My name is James diGriz, I'm the most clever robber and treasure hunter in the whole galaxy. There are books written about my adventures and songs about my operations, though you were able to catch me up in a pretty awkward moment.

I was able to hide from cameras, outsmart all the guards and pass numerous traps, but when I finally reached the treasure box and opened it, I have accidentally started the clockwork bomb! Luckily, I have met such kind of bombs before and I know that the clockwork mechanism can be stopped by connecting contacts with wires on the control panel of the bomb in a certain manner.

I see n contacts connected by n - 1 wires. Contacts are numbered with integers from 1 to n. Bomb has a security mechanism that ensures the following condition: if there exist k ≥ 2 contacts c1, c2, ..., ck forming a circuit, i. e. there exist k distinct wires between contacts c1 and c2, c2 and c3, ..., ck and c1, then the bomb immediately explodes and my story ends here. In particular, if two contacts are connected by more than one wire they form a circuit of length 2. It is also prohibited to connect a contact with itself.

On the other hand, if I disconnect more than one wire (i. e. at some moment there will be no more than n - 2 wires in the scheme) then the other security check fails and the bomb also explodes. So, the only thing I can do is to unplug some wire and plug it into a new place ensuring the fact that no circuits appear.

I know how I should put the wires in order to stop the clockwork. But my time is running out!
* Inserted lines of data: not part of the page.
//! Founder synthesis and population sizing
//!
//! Founders get archetype trait preferences for their spirit, 0.5 for every
//! other trait, plus a deterministic variation of at most ±0.05 derived from
//! a BLAKE3 hash of (spirit, trait, index). Padding founders key the hash by
//! their id instead.

use std::collections::HashSet;

use phoenix_common::{AgentError, AgentState, NamingStyle, SpiritType, TraitGroup, TraitMap};

/// Value of a trait the spirit has no preference for
pub const NEUTRAL_TRAIT_VALUE: f64 = 0.5;

/// Largest deterministic offset applied to a founder trait
pub const FOUNDER_VARIATION: f64 = 0.05;

pub const PERSONALITY_TRAITS: [&str; 8] = [
    "dominance",
    "independence",
    "patience",
    "aggression",
    "charisma",
    "creativity",
    "perfectionism",
    "adaptability",
];

pub const PHYSICAL_TRAITS: [&str; 6] = ["size", "strength", "agility", "endurance", "appearance", "grace"];

pub const ABILITY_TRAITS: [&str; 6] = ["strategist", "hunter", "teacher", "artist", "healer", "inventor"];

/// Trait names of one group
pub fn trait_names(group: TraitGroup) -> &'static [&'static str] {
    match group {
        TraitGroup::Personality => &PERSONALITY_TRAITS,
        TraitGroup::Physical => &PHYSICAL_TRAITS,
        TraitGroup::Ability => &ABILITY_TRAITS,
    }
}

/// Archetype preferences of a spirit
pub fn spirit_preferences(spirit: SpiritType) -> &'static [(&'static str, f64)] {
    match spirit {
        SpiritType::Fox => &[("adaptability", 0.9), ("strategist", 0.9), ("inventor", 0.7)],
        SpiritType::Wolf => &[("hunter", 0.8), ("endurance", 0.8), ("charisma", 0.7)],
        SpiritType::Otter => &[("creativity", 0.8), ("artist", 0.8), ("agility", 0.7)],
        SpiritType::Eagle => &[("independence", 0.9), ("patience", 0.8), ("strategist", 0.8)],
        SpiritType::Lion => &[("dominance", 0.8), ("charisma", 0.8), ("strength", 0.8)],
        SpiritType::Tiger => &[("aggression", 0.7), ("agility", 0.8), ("hunter", 0.9)],
        SpiritType::Dragon => &[("perfectionism", 0.8), ("strength", 0.9), ("inventor", 0.8)],
        SpiritType::Phoenix => &[("adaptability", 0.8), ("endurance", 0.9), ("healer", 0.9)],
        SpiritType::Alien => &[("independence", 0.8), ("creativity", 0.9), ("inventor", 0.9)],
        SpiritType::Yeti => &[("patience", 0.9), ("endurance", 0.9), ("teacher", 0.8)],
    }
}

/// Offset in [-FOUNDER_VARIATION, FOUNDER_VARIATION] keyed by `salt`
fn variation(spirit: SpiritType, name: &str, salt: &[u8]) -> f64 {
    let mut hasher = blake3::Hasher::new();
    hasher.update(spirit.as_str().as_bytes());
    hasher.update(name.as_bytes());
    hasher.update(salt);
    let hash = hasher.finalize();

    let mut bytes = [0u8; 8];
    bytes.copy_from_slice(&hash.as_bytes()[..8]);
    let unit = u64::from_le_bytes(bytes) as f64 / u64::MAX as f64;
    (unit * 2.0 - 1.0) * FOUNDER_VARIATION
}

fn founder_traits(spirit: SpiritType, group: TraitGroup, salt: &[u8]) -> TraitMap {
    let preferences = spirit_preferences(spirit);
    trait_names(group)
        .iter()
        .map(|name| {
            let base = preferences
                .iter()
                .find(|(trait_name, _)| trait_name == name)
                .map(|(_, value)| *value)
                .unwrap_or(NEUTRAL_TRAIT_VALUE);
            let value = (base + variation(spirit, name, salt)).clamp(0.0, 1.0);
            (name.to_string(), value)
        })
        .collect()
}

fn build_founder(
    id: String,
    name: String,
    spirit: SpiritType,
    style: NamingStyle,
    salt: &[u8],
) -> Result<AgentState, AgentError> {
    let mut builder = AgentState::builder(id, spirit, style).name(name).generation(0);
    for group in TraitGroup::ALL {
        builder = builder.traits(group, founder_traits(spirit, group, salt));
    }
    builder.build()
}

/// One founder with an explicit id and name
pub fn synthesize_founder(
    id: impl Into<String>,
    name: impl Into<String>,
    spirit: SpiritType,
    style: NamingStyle,
    index: usize,
) -> Result<AgentState, AgentError> {
    build_founder(
        id.into(),
        name.into(),
        spirit,
        style,
        &(index as u64).to_le_bytes(),
    )
}

/// `count` founders `agent_{i:03}` named `{Spirit}-{Style}-{i:02}`, spirit
/// and style assigned round-robin
pub fn synthesize_population(count: usize) -> Result<Vec<AgentState>, AgentError> {
    (0..count)
        .map(|i| {
            let spirit = SpiritType::ALL[i % SpiritType::ALL.len()];
            let style = NamingStyle::ALL[i % NamingStyle::ALL.len()];
            synthesize_founder(
                format!("agent_{i:03}"),
                format!("{}-{}-{:02}", spirit.title(), style.title(), i),
                spirit,
                style,
                i,
            )
        })
        .collect()
}

/// Truncate or pad `population` to `size`.
///
/// Padding founders are `agent_g{generation}_pad{n}` with the lowest `n` not
/// already taken. Their spirit and style continue the round-robin after the
/// kept agents and their trait variation is keyed by their id, so a pad never
/// duplicates a synthesized founder.
pub fn fit_to_size(
    mut population: Vec<AgentState>,
    size: usize,
    generation: u32,
) -> Result<Vec<AgentState>, AgentError> {
    population.truncate(size);
    let mut taken: HashSet<String> = population.iter().map(|a| a.id.clone()).collect();
    let mut n = 0usize;

    while population.len() < size {
        let id = loop {
            let candidate = format!("agent_g{generation}_pad{n}");
            n += 1;
            if !taken.contains(&candidate) {
                break candidate;
            }
        };
        let slot = population.len();
        let spirit = SpiritType::ALL[slot % SpiritType::ALL.len()];
        let style = NamingStyle::ALL[slot % NamingStyle::ALL.len()];
        let name = format!("{}-{}-G{}-P{:02}", spirit.title(), style.title(), generation, slot);

        let pad = build_founder(id.clone(), name, spirit, style, id.as_bytes())?;
        taken.insert(id);
        population.push(pad);
    }
    Ok(population)
}

/// Seeds truncated or padded to `size`, or a freshly synthesized population
pub fn initial_population(
    seeds: Option<Vec<AgentState>>,
    size: usize,
) -> Result<Vec<AgentState>, AgentError> {
    match seeds {
        Some(seeds) if !seeds.is_empty() => fit_to_size(seeds, size, 0),
        _ => synthesize_population(size),
    }
}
Help me get out of this alive: find the sequence of operations each of which consists of unplugging some wire and putting it into another place so that the bomb is defused.

Input

The first line of the input contains n (2 ≤ n ≤ 500 000), the number of contacts.

Each of the following n - 1 lines contains two of integers xi and yi (1 ≤ xi, yi ≤ n, xi ≠ yi) denoting the contacts currently connected by the i-th wire.

The remaining n - 1 lines contain the description of the sought scheme in the same format.

It is guaranteed that the starting and the ending schemes are correct (i. e. do not contain cicuits nor wires connecting contact with itself).

Output

The first line should contain k (k ≥ 0) — the minimum number of moves of unplugging and plugging back some wire required to defuse the bomb.

In each of the following k lines output four integers ai, bi, ci, di meaning that on the i-th step it is neccesary to unplug the wire connecting the contacts ai and bi and plug it to the contacts ci and di. Of course the wire connecting contacts ai and bi should be present in the scheme.

If there is no correct sequence transforming the existing scheme into the sought one, output -1.

Sample Input

3

1 2

2 3

1 3

3 2

Sample Output

1

1 2 1 3

Hint

题意

给你两棵树,你只能操作第一棵树,你每次操作是删除一条边,加一条边

但是都不能构成环,然后问你最少多少步。

题解:

可以强行用LCT做动态最小生成树无脑肝过去就好了。

我推荐rng58的做法:

我们从第一棵树的dfs顺序开始考虑,做到第u个点了,v是u的父亲,如果边(v,u)存在在第二棵树,显然我们就不用动这条边。否则的话,我们将u点连向第二棵树u点的父亲fa[u]就好了。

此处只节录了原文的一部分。